IoT CVE Dataset

Authors
Carlos A. Rivera A.(1), Arash Shaghaghi1(1), Gustavo Batista(1), David D. Nguyen(1), and Salil S. Kanhere(1)

The University of New South Wales (UNSW) Sydney Australia.

Abstract
In our IoT-based research projects, we have developed and implemented three different machine-learning architectures with the sole purpose of helping the ITC administrator of any enterprise to manage (install, grand or deny access, and remove) IoT devices. Our approach utilises the cybersecurity characteristics of the devices as a pinpoint to carry-out different analyses and predictions. The output of this project is two-fold. First, the resolution of whether grant or deny access to the requested device and Second, a set of recommended remediation actions that the ITC administrators must follow if they want to implement the analysed IoT device. When fully enforced, these remediation actions will give the organisation's stockholders the certainty that all the installed IoT devices have been subject to rigorous security analyses.

The Datasets
We aim to analyse text and, through ML models, predict the weakness(es) for any IoT device. We define hence the necesity of a dataset with mostly text as its content, and divided into two parts. The first, a text sequence (the input) and the classes to predict (the output). The output would contain a finite list of weaknesses(CWEs). Searching for possible sources, we used the dataset from Rivera et al. and added technical information (from Zoomeye) to form our dataset-0 (Table-1). Analysing this dataset, we found two problems; First, the information is organised in features rather than just text; Secondly, the classes predicted are risk labels(Low, Medium, High, Critical).

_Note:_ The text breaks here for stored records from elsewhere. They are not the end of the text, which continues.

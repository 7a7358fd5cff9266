//! Checksum manifest retrieval.
//!
//! Provides a trait-based abstraction for downloading a release's
//! `checksums.txt` from GitHub, so the synchroniser can be driven by a mock
//! in tests.

use crate::config::Project;
use crate::version_tag::VersionTag;
use std::time::Duration;

/// Trait for fetching the checksum manifest of a release.
///
/// # Examples
///
/// ```
/// use sdk_checksum_sync::fetch::HttpFetcher;
///
/// let fetcher = HttpFetcher::new(None);
/// // Use fetcher.fetch_manifest(&project, &tag) in production
/// # let _ = fetcher;
/// ```
#[cfg_attr(test, mockall::automock)]
pub trait ManifestFetcher {
    /// Fetch the raw `checksums.txt` content for `tag` of `project`.
    ///
    /// # Errors
    ///
    /// Returns an error if the request fails or the server does not answer
    /// with `200 OK`.
    fn fetch_manifest(&self, project: &Project, tag: &VersionTag) -> Result<String, FetchError>;
}

/// Errors arising from manifest retrieval.
#[derive(Debug, thiserror::Error)]
pub enum FetchError {
    /// The request could not be completed.
    #[error("failed to download checksums file from {url}: {reason}")]
    Transport {
        /// The URL that was requested.
        url: String,
        /// A human-readable description of the failure.
        reason: String,
    },

    /// The server answered with a status other than `200 OK`.
    #[error("failed to download checksums file from {url}: status {status}, body: {body}")]
    Status {
        /// The URL that was requested.
        url: String,
        /// HTTP status code.
        status: u16,
        /// Response body, kept for diagnostics.
        body: String,
    },

    /// The response body could not be read as text.
    #[error("failed to read response body from {url}: {reason}")]
    Body {
        /// The URL that was requested.
        url: String,
        /// A human-readable description of the failure.
        reason: String,
    },
}

/// Name of the checksum asset published with `tag`.
///
/// Asset names use the bare version; the download path keeps the tag.
///
/// # Examples
///
/// ```
/// use sdk_checksum_sync::fetch::checksums_filename;
/// use sdk_checksum_sync::version_tag::VersionTag;
///
/// let tag = VersionTag::try_from("v0.2.8").expect("valid tag");
/// assert_eq!(checksums_filename("test-server", &tag), "test-server_0.2.8_checksums.txt");
/// ```
#[must_use]
pub fn checksums_filename(project_name: &str, tag: &VersionTag) -> String {
    format!("{project_name}_{}_checksums.txt", tag.without_prefix())
}

/// GitHub release download URL of the checksum asset for `tag`.
///
/// # Examples
///
/// ```
/// use sdk_checksum_sync::config::Project;
/// use sdk_checksum_sync::fetch::manifest_url;
/// use sdk_checksum_sync::version_tag::VersionTag;
///
/// let tag = VersionTag::try_from("v0.2.8").expect("valid tag");
/// let url = manifest_url(&Project::default(), &tag);
/// assert_eq!(
///     url,
///     "https://github.com/google/test-server/releases/download/v0.2.8/test-server_0.2.8_checksums.txt"
/// );
/// ```
#[must_use]
pub fn manifest_url(project: &Project, tag: &VersionTag) -> String {
    format!(
        "https://github.com/{}/{}/releases/download/{tag}/{}",
        project.owner,
        project.repo,
        checksums_filename(&project.name, tag)
    )
}

/// HTTP-based fetcher using `ureq`.
#[derive(Debug, Clone)]
pub struct HttpFetcher {
    agent: ureq::Agent,
}

impl HttpFetcher {
    /// Build a fetcher with an optional overall request timeout.
    ///
    /// Without a timeout a stalled connection blocks until the transport
    /// gives up.
    #[must_use]
    pub fn new(timeout: Option<Duration>) -> Self {
        let config = ureq::Agent::config_builder()
            .timeout_global(timeout)
            .http_status_as_error(false)
            .build();
        Self {
            agent: ureq::Agent::new_with_config(config),
        }
    }
}

impl ManifestFetcher for HttpFetcher {
    fn fetch_manifest(&self, project: &Project, tag: &VersionTag) -> Result<String, FetchError> {
        let url = manifest_url(project, tag);
        let response = self
            .agent
            .get(&url)
            .call()
            .map_err(|e| map_ureq_error(&url, &e))?;

        let status = response.status().as_u16();
        let body = response
            .into_body()
            .read_to_string()
            .map_err(|e| FetchError::Body {
                url: url.clone(),
                reason: e.to_string(),
            });

        if status != 200 {
            return Err(FetchError::Status {
                url,
                status,
                body: body.unwrap_or_default(),
            });
        }
        body
    }
}

/// Map a ureq error to a [`FetchError`].
fn map_ureq_error(url: &str, err: &ureq::Error) -> FetchError {
    match err {
        ureq::Error::StatusCode(status) => FetchError::Status {
            url: url.to_owned(),
            status: *status,
            body: String::new(),
        },
        other => FetchError::Transport {
            url: url.to_owned(),
            reason: other.to_string(),
        },
    }
}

We solved these problems by conducting the following activities:

Utilise the features that provide mainly textual information (the numeric-bsaed features do not provide information when used as part of a larger text) and putting them together.
Since the records are matched to the vulnerability codes that the NVD generates, we used a program to query the CVE code and obtained the text of each record's weakness(es).
To complement the information of each device, we extracted five technical features through the ZoomEye search engine and pasted added to the corresponding text of each record of the dataset.
We searched the NVD for only the CVEs in the IoT devices DB, obtained the corresponding vulnerability description, and used it as a new record. We extracted the weakness(es) of the CVE and added it to the DS.

Table 1. Dataset-0 features.

Description of features of dataset from Rivera et al.(SRC-1), ZoomEye (RC-2) and The NVD (SRC-3)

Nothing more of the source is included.